Provided data:
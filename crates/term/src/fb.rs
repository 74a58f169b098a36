//! Framebuffer and style types for terminal rendering.

/// 24-bit RGB color.
#[derive(Debug, Clone, Copy, PartialEq, Eq, Default)]
pub struct Rgb {
    pub r: u8,
    pub g: u8,
    pub b: u8,
}

impl Rgb {
    pub const fn new(r: u8, g: u8, b: u8) -> Self {
        Self { r, g, b }
    }
}

/// Minimal per-glyph styling.
#[derive(Debug, Clone, Copy, PartialEq, Eq)]
pub struct CellStyle {
    pub fg: Rgb,
    pub bg: Rgb,
    pub bold: bool,
}

impl CellStyle {
    pub const fn new(fg: Rgb, bg: Rgb) -> Self {
        Self {
            fg,
            bg,
            bold: false,
        }
    }

    pub const fn bold(self) -> Self {
        Self { bold: true, ..self }
    }

    pub fn glyph(self, ch: char) -> Glyph {
        Glyph { ch, style: self }
    }
}

impl Default for CellStyle {
    fn default() -> Self {
        Self::new(Rgb::new(220, 220, 220), Rgb::new(0, 0, 0))
    }
}

/// A single styled terminal character.
#[derive(Debug, Clone, Copy, PartialEq, Eq)]
pub struct Glyph {
    pub ch: char,
    pub style: CellStyle,
}

impl Default for Glyph {
    fn default() -> Self {
        CellStyle::default().glyph(' ')
    }
}

/// 2D framebuffer of styled glyphs, row-major.
#[derive(Debug, Clone, PartialEq, Eq)]
pub struct FrameBuffer {
    width: u16,
    height: u16,
    glyphs: Vec<Glyph>,
}

impl FrameBuffer {
    pub fn new(width: u16, height: u16) -> Self {
        Self {
            width,
            height,
            glyphs: vec![Glyph::default(); (width as usize) * (height as usize)],
        }
    }

    pub fn width(&self) -> u16 {
        self.width
    }

    pub fn height(&self) -> u16 {
        self.height
    }

    #[inline(always)]
    fn idx(&self, x: u16, y: u16) -> Option<usize> {
        if x >= self.width || y >= self.height {
            return None;
        }
        Some((y as usize) * (self.width as usize) + (x as usize))
    }

    pub fn get(&self, x: u16, y: u16) -> Option<Glyph> {
        self.idx(x, y).map(|i| self.glyphs[i])
    }

    /// Writes outside the buffer are dropped.
    pub fn put(&mut self, x: u16, y: u16, glyph: Glyph) {
        if let Some(i) = self.idx(x, y) {
            self.glyphs[i] = glyph;
        }
    }

    pub fn put_str(&mut self, x: u16, y: u16, s: &str, style: CellStyle) {
        for (i, ch) in s.chars().enumerate() {
            let cx = x.saturating_add(i as u16);
            if cx >= self.width {
                break;
            }
            self.put(cx, y, style.glyph(ch));
        }
    }

    pub fn fill_rect(&mut self, x: u16, y: u16, w: u16, h: u16, glyph: Glyph) {
        for dy in 0..h {
            for dx in 0..w {
                self.put(x.saturating_add(dx), y.saturating_add(dy), glyph);
            }
        }
    }

    /// Text of one row, for tests and debugging.
    pub fn row_text(&self, y: u16) -> String {
        (0..self.width)
            .filter_map(|x| self.get(x, y))
            .map(|g| g.ch)
            .collect()
    }
}

#[cfg(test)]
mod tests {
    use super::*;

    #[test]
    fn put_outside_is_ignored() {
        let mut fb = FrameBuffer::new(3, 2);
        fb.put(3, 0, CellStyle::default().glyph('x'));
        fb.put(0, 2, CellStyle::default().glyph('x'));
        assert_eq!(fb.row_text(0), "   ");
        assert_eq!(fb.row_text(1), "   ");
    }

    #[test]
    fn put_str_clips_at_right_edge() {
        let mut fb = FrameBuffer::new(4, 1);
        fb.put_str(2, 0, "abc", CellStyle::default());
        assert_eq!(fb.row_text(0), "  ab");
    }
}
//! Collision validator - decides whether a candidate placement is legal

use crate::board::LockedCells;
use crate::pieces::Piece;
use crate::types::{BOARD_HEIGHT, BOARD_WIDTH};

/// Check a candidate piece against the board bounds and the locked cells.
///
/// Returns false iff any block lies outside `[0, 20) x [0, 10)` or on a locked
/// cell. The candidate is always a copy; the live piece is never touched.
pub fn is_legal(locked: &LockedCells, candidate: &Piece) -> bool {
    let positions = candidate.positions();

    for &(row, col) in positions.iter() {
        if row < 0 || row >= BOARD_HEIGHT as i8 || col < 0 || col >= BOARD_WIDTH as i8 {
            return false;
        }
        if locked.contains(row, col) {
            return false;
        }
    }

    // Column extent check over the whole shape.
    let min_col = positions.iter().map(|&(_, c)| c).min().unwrap_or(0);
    let max_col = positions.iter().map(|&(_, c)| c).max().unwrap_or(0);
    min_col >= 0 && max_col < BOARD_WIDTH as i8
}
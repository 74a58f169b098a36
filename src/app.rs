//! App: glues the engine to the terminal collaborator.
//!
//! The app owns the single [`GameState`] for the session, forwards mapped key
//! commands, feeds wall time into gravity and turns engine notifications into
//! front-end state (the game-over banner).

use tracing::info;

use crate::config::Config;
use crate::core::{GameEvent, GameState, PieceFactory};
use crate::term::{FrameBuffer, GameView, Overlay, Viewport};
use crate::types::GameAction;

/// Frame interval for input polling and redraws (~60 FPS)
pub const FRAME_MS: u64 = 16;

pub struct App {
    state: GameState,
    view: GameView,
    overlay: Overlay,
    /// A state change is waiting to be drawn
    dirty: bool,
}

impl App {
    pub fn new(config: &Config) -> Self {
        let factory = match config.seed {
            Some(seed) => PieceFactory::new(seed),
            None => PieceFactory::from_entropy(),
        };
        Self::with_state(GameState::with_factory(factory, config.gravity_ms))
    }

    pub fn with_state(state: GameState) -> Self {
        Self {
            state,
            view: GameView::default(),
            overlay: Overlay::default(),
            dirty: true,
        }
    }

    pub fn state(&self) -> &GameState {
        &self.state
    }

    pub fn overlay(&self) -> Overlay {
        self.overlay
    }

    /// Whether a redraw is pending
    pub fn is_dirty(&self) -> bool {
        self.dirty
    }

    /// Forward a player command to the engine
    pub fn handle_action(&mut self, action: GameAction) {
        if matches!(action, GameAction::Resume | GameAction::Reset) {
            self.overlay.game_over = false;
        }
        self.state.apply_action(action);
        self.drain_events();
    }

    /// Feed elapsed wall time into gravity
    pub fn advance(&mut self, elapsed_ms: u64) {
        self.state.advance(elapsed_ms);
        self.drain_events();
    }

    fn drain_events(&mut self) {
        for event in self.state.take_events() {
            match event {
                GameEvent::GameOver => {
                    info!(episode = self.state.episode_id(), "game over shown");
                    self.overlay.game_over = true;
                    self.dirty = true;
                }
                GameEvent::StateChanged
                | GameEvent::Locked { .. }
                | GameEvent::Reset
                | GameEvent::Paused
                | GameEvent::Resumed => self.dirty = true,
            }
        }
    }

    /// Render the current frame and clear the dirty flag
    pub fn render(&mut self, viewport: Viewport) -> FrameBuffer {
        self.dirty = false;
        self.view.render(&self.state, viewport, &self.overlay)
    }
}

Task directions:
From the records above, copy out the line with "self.idx(x, y).map(|i| self.glyphs[i])", the line with "for dx in 0..w", and every line between them, word for word.

Answer box:
        self.idx(x, y).map(|i| self.glyphs[i])
    }

    /// Writes outside the buffer are dropped.
    pub fn put(&mut self, x: u16, y: u16, glyph: Glyph) {
        if let Some(i) = self.idx(x, y) {
            self.glyphs[i] = glyph;
        }
    }

    pub fn put_str(&mut self, x: u16, y: u16, s: &str, style: CellStyle) {
        for (i, ch) in s.chars().enumerate() {
            let cx = x.saturating_add(i as u16);
            if cx >= self.width {
                break;
            }
            self.put(cx, y, style.glyph(ch));
        }
    }

    pub fn fill_rect(&mut self, x: u16, y: u16, w: u16, h: u16, glyph: Glyph) {
        for dy in 0..h {
            for dx in 0..w {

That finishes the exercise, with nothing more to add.